Among the lines of the data, copy those that hold "granted".

◆ Raw data ◆
************

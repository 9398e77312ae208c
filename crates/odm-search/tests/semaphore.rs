use odm_search::Semaphore;
use parking_lot::Mutex;
use proptest::prelude::*;
use std::sync::Arc;
use std::time::Duration;

#[tokio::test(start_paused = true)]
async fn waiters_are_served_in_arrival_order() {
    let semaphore = Semaphore::shared(1);
    let order = Arc::new(Mutex::new(Vec::new()));
    let gate = semaphore.acquire(Some("gate")).await;

    let mut tasks = Vec::new();
    for i in 0..5 {
        let semaphore = Arc::clone(&semaphore);
        let order = Arc::clone(&order);
        tasks.push(tokio::spawn(async move {
            let _permit = semaphore.acquire(None).await;
            order.lock().push(i);
            tokio::time::sleep(Duration::from_millis(1)).await;
        }));
        // Queue positions follow spawn order
        tokio::time::sleep(Duration::from_millis(1)).await;
    }
    assert_eq!(semaphore.waiting(), 5);

    drop(gate);
    for task in tasks {
        task.await.unwrap();
    }
    assert_eq!(*order.lock(), vec![0, 1, 2, 3, 4]);
    assert_eq!(semaphore.available(), 1);
}

#[tokio::test(start_paused = true)]
async fn held_never_exceeds_capacity_under_load() {
    let semaphore = Semaphore::shared(3);
    let peak = Arc::new(Mutex::new(0usize));

    let tasks: Vec<_> = (0..20)
        .map(|i| {
            let semaphore = Arc::clone(&semaphore);
            let peak = Arc::clone(&peak);
            tokio::spawn(async move {
                let _permit = semaphore.acquire(None).await;
                {
                    let mut peak = peak.lock();
                    *peak = (*peak).max(semaphore.held());
                }
                tokio::time::sleep(Duration::from_millis(1 + i % 4)).await;
            })
        })
        .collect();
    for task in tasks {
        task.await.unwrap();
    }

    assert_eq!(*peak.lock(), 3);
    assert_eq!(semaphore.available(), 3);
    assert_eq!(semaphore.waiting(), 0);
}

#[derive(Debug, Clone)]
enum Op {
    Acquire,
    Release(usize),
}

fn op() -> impl Strategy<Value = Op> {
    prop_oneof![Just(Op::Acquire), any::<usize>().prop_map(Op::Release)]
}

proptest! {
    #[test]
    fn free_plus_held_is_capacity(capacity in 1usize..6, ops in prop::collection::vec(op(), 0..64)) {
        let semaphore = Semaphore::shared(capacity);
        let mut permits = Vec::new();

        for op in ops {
            match op {
                Op::Acquire => {
                    let granted = semaphore.try_acquire(None);
                    prop_assert_eq!(granted.is_some(), permits.len() < capacity);
                    permits.extend(granted);
                }
                Op::Release(i) if !permits.is_empty() => {
                    permits.swap_remove(i % permits.len());
                }
                Op::Release(_) => {}
            }
            prop_assert_eq!(semaphore.held(), permits.len());
            prop_assert_eq!(semaphore.available() + semaphore.held(), capacity);
        }

        drop(permits);
        prop_assert_eq!(semaphore.available(), capacity);
    }
}
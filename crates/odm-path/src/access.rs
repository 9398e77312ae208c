//! Fragment-by-fragment traversal of metadata values
//!
//! [`access`] walks a JSON value along a fragment list. A trailing `*` or
//! `**` yields the direct children of the reached node keyed by their dotted
//! path; [`flatten`] drives repeated `**` expansion down to
//! [`TERMINAL_DEPTH`].

use crate::error::{PathError, PathResult};
use crate::path::{Fragment, TERMINAL_DEPTH};
use indexmap::IndexMap;
use serde_json::Value;

/// Outcome of a traversal
#[derive(Debug, Clone, PartialEq)]
pub enum Accessed<'a> {
    /// Value at the terminal fragment (`None` when absent)
    Leaf(Option<&'a Value>),
    /// Direct children of the node before a wildcard, keyed `prefix.child`
    Children(IndexMap<String, &'a Value>),
}

impl Accessed<'_> {
    /// Clone into an owned JSON value
    ///
    /// Leaves become the value itself (`null` when absent); children become
    /// an object keyed by dotted path.
    #[must_use]
    pub fn to_value(&self) -> Value {
        match self {
            Self::Leaf(leaf) => leaf.cloned().unwrap_or(Value::Null),
            Self::Children(children) => Value::Object(
                children
                    .iter()
                    .map(|(k, v)| (k.clone(), (*v).clone()))
                    .collect(),
            ),
        }
    }
}

/// Walk `root` along `fragments`
///
/// Non-terminal fragments must reach an object or array. The terminal
/// fragment returns whatever is present, including `null`.
///
/// # Errors
/// - `UndefinedPath` when a non-terminal fragment is absent
/// - `NullTraversal` when a non-terminal fragment holds `null`
/// - `PrimitiveTraversal` when a non-terminal fragment holds a primitive
/// - `WildcardNotLast` when a wildcard is followed by more fragments
pub fn access<'a>(root: &'a Value, fragments: &[Fragment]) -> PathResult<Accessed<'a>> {
    let Some(last) = fragments.len().checked_sub(1) else {
        return Ok(Accessed::Leaf(Some(root)));
    };
    let mut current = root;

    for (i, fragment) in fragments.iter().enumerate() {
        let key = match fragment {
            Fragment::Key(key) => key,
            Fragment::Wildcard | Fragment::Recursive => {
                if i != last {
                    return Err(PathError::WildcardNotLast(bracketed(fragments, i)));
                }
                return children(current, &fragments[..i]).map(Accessed::Children);
            }
        };

        let next = child(current, key);
        if i == last {
            return Ok(Accessed::Leaf(next));
        }

        current = match next {
            None => return Err(PathError::UndefinedPath(bracketed(fragments, i))),
            Some(Value::Null) => return Err(PathError::NullTraversal(bracketed(fragments, i))),
            Some(v @ (Value::Object(_) | Value::Array(_))) => v,
            Some(_) => return Err(PathError::PrimitiveTraversal(bracketed(fragments, i))),
        };
    }

    Ok(Accessed::Leaf(Some(current)))
}

/// Expand `fragments` into a flat map from dotted path to value
///
/// - trailing `*`: one level of children
/// - trailing `**` or no wildcard: children are expanded repeatedly until
///   every key reaches [`TERMINAL_DEPTH`]
///
/// A terminal key list yields a single entry when the value exists.
///
/// # Errors
/// Propagates traversal errors from [`access`], including those hit while
/// expanding intermediate levels.
pub fn flatten<'a>(root: &'a Value, fragments: &[Fragment]) -> PathResult<IndexMap<String, &'a Value>> {
    let mut keys: Vec<Fragment> = fragments.to_vec();
    let wildcard = match keys.last() {
        Some(f) if f.is_wildcard() => keys.pop(),
        _ => None,
    };

    let mut out = IndexMap::new();
    if wildcard.is_none() && keys.len() >= TERMINAL_DEPTH {
        if let Accessed::Leaf(Some(value)) = access(root, &keys)? {
            out.insert(join(&keys), value);
        }
        return Ok(out);
    }

    let recursive = !matches!(wildcard, Some(Fragment::Wildcard));
    expand_into(root, keys, recursive, &mut out)?;
    Ok(out)
}

fn expand_into<'a>(
    root: &'a Value,
    mut keys: Vec<Fragment>,
    recursive: bool,
    out: &mut IndexMap<String, &'a Value>,
) -> PathResult<()> {
    keys.push(Fragment::Wildcard);
    let Accessed::Children(children) = access(root, &keys)? else {
        return Ok(());
    };
    keys.pop();

    for (path, value) in children {
        let depth = keys.len() + 1;
        if !recursive || depth >= TERMINAL_DEPTH {
            out.insert(path, value);
            continue;
        }
        let next: Vec<Fragment> = path.split('.').map(Fragment::key).collect();
        expand_into(root, next, true, out)?;
    }
    Ok(())
}

fn child<'a>(node: &'a Value, key: &str) -> Option<&'a Value> {
    match node {
        Value::Object(map) => map.get(key),
        Value::Array(items) => key.parse::<usize>().ok().and_then(|i| items.get(i)),
        _ => None,
    }
}

fn children<'a>(node: &'a Value, prefix: &[Fragment]) -> PathResult<IndexMap<String, &'a Value>> {
    let base = join(prefix);
    let qualify = |key: &str| {
        if base.is_empty() {
            key.to_string()
        } else {
            format!("{base}.{key}")
        }
    };

    match node {
        Value::Object(map) => Ok(map.iter().map(|(k, v)| (qualify(k), v)).collect()),
        Value::Array(items) => Ok(items
            .iter()
            .enumerate()
            .map(|(i, v)| (qualify(&i.to_string()), v))
            .collect()),
        Value::Null => Err(PathError::NullTraversal(format!("{base}[.*]"))),
        _ => Err(PathError::PrimitiveTraversal(format!("{base}[.*]"))),
    }
}

fn join(fragments: &[Fragment]) -> String {
    fragments
        .iter()
        .map(ToString::to_string)
        .collect::<Vec<_>>()
        .join(".")
}

/// Render `valid[.rest]`, bracketing everything from `index` onwards
fn bracketed(fragments: &[Fragment], index: usize) -> String {
    let valid = join(&fragments[..index]);
    let rest = join(&fragments[index..]);
    if valid.is_empty() {
        format!("[{rest}]")
    } else {
        format!("{valid}[.{rest}]")
    }
}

************

◆ Response below ◆
                    let granted = semaphore.try_acquire(None);
                    prop_assert_eq!(granted.is_some(), permits.len() < capacity);
                    permits.extend(granted);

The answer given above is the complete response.